Fortunately, one of the other two actors is John Carradine, who could be one of the best actors alive or one of the worst hams ever to set foot on a stage, depending on the material. Carradine, who should have had an Oscar for THE GRAPES OF WRATH and was reportedly a great Hamlet in his day, is in semi-hammy mode here, but it's more or less right for the character, a preacher/bounty hunter. It's one of the larger roles of his late career, when he clearly took anything that came along. If there's anything worth watching in this collection of uncut banjo picks, it's he.
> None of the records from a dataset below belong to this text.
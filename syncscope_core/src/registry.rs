// Copyright 2026 the Syncscope Authors
// SPDX-License-Identifier: Apache-2.0 OR MIT

//! Identifier to connector bindings.
//!
//! The [`Registry`] lets inbound client messages address connectors by
//! [`ConnectorId`] without the client ever holding a server-side handle. An
//! identifier resolves to the same connector for as long as it stays
//! registered: a binding is never overwritten, only removed.

use alloc::collections::BTreeMap;
use alloc::vec::Vec;
use core::fmt;

use crate::error::SyncError;
use crate::id::ConnectorId;

/// Outcome of a successful [`Registry::register`] call.
#[derive(Clone, Copy, Debug, PartialEq, Eq, Hash)]
pub enum Registration {
    /// A new binding was inserted.
    Inserted,
    /// The connector was already bound to its identifier; nothing changed.
    AlreadyRegistered,
}

/// Outcome of a successful [`Registry::unregister`] call.
#[derive(Clone, Copy, Debug, PartialEq, Eq, Hash)]
pub enum Unregistration {
    /// The binding was removed.
    Removed,
    /// No binding existed for the identifier; nothing changed.
    NotRegistered,
}

/// Bindings from connector identifiers to connector handles.
#[derive(Clone, Debug)]
pub struct Registry<K> {
    by_id: BTreeMap<ConnectorId, K>,
}

impl<K> Default for Registry<K> {
    fn default() -> Self {
        Self {
            by_id: BTreeMap::new(),
        }
    }
}

impl<K: Copy + Eq + fmt::Debug> Registry<K> {
    /// Creates an empty registry.
    #[must_use]
    pub fn new() -> Self {
        Self::default()
    }

    /// Checks what [`register`](Self::register) would do without changing
    /// anything.
    ///
    /// # Errors
    ///
    /// Returns [`SyncError::DuplicateIdentifier`] if `id` is bound to a
    /// different connector.
    pub fn check_register(&self, id: &ConnectorId, key: K) -> Result<Registration, SyncError<K>> {
        match self.by_id.get(id) {
            None => Ok(Registration::Inserted),
            Some(&registered) if registered == key => Ok(Registration::AlreadyRegistered),
            Some(&registered) => Err(SyncError::DuplicateIdentifier {
                id: id.clone(),
                registered,
                rejected: key,
            }),
        }
    }

    /// Binds `id` to `key`.
    ///
    /// Registering the connector that is already bound to `id` is a no-op.
    ///
    /// # Errors
    ///
    /// Returns [`SyncError::DuplicateIdentifier`] if `id` is bound to a
    /// different connector. The registry is unchanged.
    pub fn register(&mut self, id: &ConnectorId, key: K) -> Result<Registration, SyncError<K>> {
        let outcome = self.check_register(id, key)?;
        if outcome == Registration::Inserted {
            self.by_id.insert(id.clone(), key);
        }
        Ok(outcome)
    }

    /// Checks what [`unregister`](Self::unregister) would do without
    /// changing anything.
    ///
    /// # Errors
    ///
    /// Returns [`SyncError::IdentityMismatch`] if `id` is bound to a
    /// different connector.
    pub fn check_unregister(
        &self,
        id: &ConnectorId,
        key: K,
    ) -> Result<Unregistration, SyncError<K>> {
        match self.by_id.get(id) {
            None => Ok(Unregistration::NotRegistered),
            Some(&registered) if registered == key => Ok(Unregistration::Removed),
            Some(&registered) => Err(SyncError::IdentityMismatch {
                id: id.clone(),
                registered,
                given: key,
            }),
        }
    }

    /// Removes the binding of `id` to `key`.
    ///
    /// Unregistering an identifier with no binding is a no-op.
    ///
    /// # Errors
    ///
    /// Returns [`SyncError::IdentityMismatch`] if `id` is bound to a
    /// different connector. The registry is unchanged.
    pub fn unregister(
        &mut self,
        id: &ConnectorId,
        key: K,
    ) -> Result<Unregistration, SyncError<K>> {
        let outcome = self.check_unregister(id, key)?;
        if outcome == Unregistration::Removed {
            self.by_id.remove(id);
        }
        Ok(outcome)
    }

    /// Returns the connector bound to `id`, if any.
    #[must_use]
    pub fn get(&self, id: &str) -> Option<K> {
        self.by_id.get(id).copied()
    }

    /// Returns the number of bindings.
    #[must_use]
    pub fn len(&self) -> usize {
        self.by_id.len()
    }

    /// Returns whether the registry has no bindings.
    #[must_use]
    pub fn is_empty(&self) -> bool {
        self.by_id.is_empty()
    }

    /// Iterates over all bindings in identifier order.
    pub fn iter(&self) -> impl Iterator<Item = (&ConnectorId, K)> + '_ {
        self.by_id.iter().map(|(id, &key)| (id, key))
    }

    /// Removes every binding whose connector fails `keep`, returning the
    /// removed bindings in identifier order.
    pub fn retain(&mut self, mut keep: impl FnMut(K) -> bool) -> Vec<(ConnectorId, K)> {
        let mut removed = Vec::new();
        self.by_id.retain(|id, key| {
            if keep(*key) {
                true
            } else {
                removed.push((id.clone(), *key));
                false
            }
        });
        removed
    }
}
Scott Brady, who is the only other bearable (or recognizable) actor in the cast, is Justice Cain, a former Confederate officer who is worshiped by his troops, but that doesn't keep them from raping his wife and killing her and his son when he refuses to join them in restarting the war, long after the rebel surrender. So Cain sets out to avenge himself on the men he once led, joining forces with Preacher Simms (Carradine), who spouts Bible verses and keeps a collection of human heads in a barrel of brine.
The movie is nowhere near as good as that description sounds. In fact, it's nowhere near as good as choking to death on a drill bit.
But at least there's a chance at one point to see John Carradine in drag. And Carradine, brilliant or hammy, always brightens up a movie.